The K Nearest Neighbors report contains a separate report for each response variable. Each response variable report contains information about the fitted model for that response. This information includes a Model Selection report and summary information for each of the k models that were fit. The report shows tables for the training set and for the validation and test sets if you defined these using validation.
The Model Selection report displays a solution path plot across K based on the Misclassification Rate for categorical responses or the RMSE for continuous responses. By default, the slider is placed on the value of K that corresponds to the best performing model. You can drag the slider to change the value of K in the report.
The statistics reported depend on the modeling type of the response. Each row in the summary tables corresponds to a model defined by k nearest neighbors, where K ranges from one to the value that you specified as Number of Neighbors, K in the launch window.
An asterisk marks the model for the value of K that has the smallest RMSE. The report for a continuous response contains the following columns:
Number of nearest neighbors used in the model. K ranges from 1 to the Number of Neighbors, K that you specified in the launch window.
Root mean square error for the model. The model with the smallest RMSE is marked with an asterisk. If there are tied RMSE values, the model with the smallest K is marked with the asterisk.
An asterisk marks the model for the value of K that has the smallest misclassification rate. The report for a categorical response contains the following columns:
Number of nearest neighbors used in the model. K ranges from 1 to the Number of Neighbors, K that you specified in the launch window.
Proportion of observations misclassified by the model. This is calculated as Misclassifications divided by Count. The model with the smallest misclassification rate is marked with an asterisk. If there are tied misclassification rates, the model with the smallest K is marked with the asterisk.
By default, a confusion matrix is shown for the model with the smallest Misclassification Rate. If there are ties for the smallest misclassification rate, a confusion matrix is shown for the model with the smallest K. If you use validation, confusion matrices for the validation and test sets appear. A confusion matrix is a two-way classification of actual and predicted responses. Use the confusion matrices and the misclassification rates to evaluate your model.
Tip: If you change the position of the slider in the solution path plot, an additional Confusion Matrix is displayed for the chosen value of K. Use the additional confusion matrices to compare an alternative model to the default best model.

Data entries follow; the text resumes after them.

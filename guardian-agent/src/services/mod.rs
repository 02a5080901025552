pub mod crypto;
pub mod events;
pub mod guardiankey;
pub mod mailer;
pub mod store;
pub mod template;

pub use events::{EventProcessor, EventReceipt};
pub use guardiankey::{
    AccessCheckRequest, GuardianKeyClient, MockRiskClient, Registration, RiskClient,
};
pub use mailer::{Mailer, MockMailer, OutgoingMail, SmtpMailer};
pub use store::{AgentStore, MemoryStore, MongoStore};
//! agent-core: Shared infrastructure for the GuardianKey agent.
pub mod config;
pub mod error;
pub mod middleware;
pub mod observability;
pub mod utils;

pub use async_trait;
pub use axum;
pub use serde;
pub use serde_json;
pub use tokio;
pub use tower;
pub use tracing;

By default, a mosaic plot is shown for the model with the smallest Misclassification Rate. If there are ties for the smallest misclassification rate, a mosaic plot is shown for the model with the smallest K. A mosaic plot is a stacked bar chart where each segment is proportional to its group’s frequency count. For more information about mosaic plots, see Mosaic Plot in the Basic Analysis book. If you use validation, mosaic plots for the validation and test sets are shown.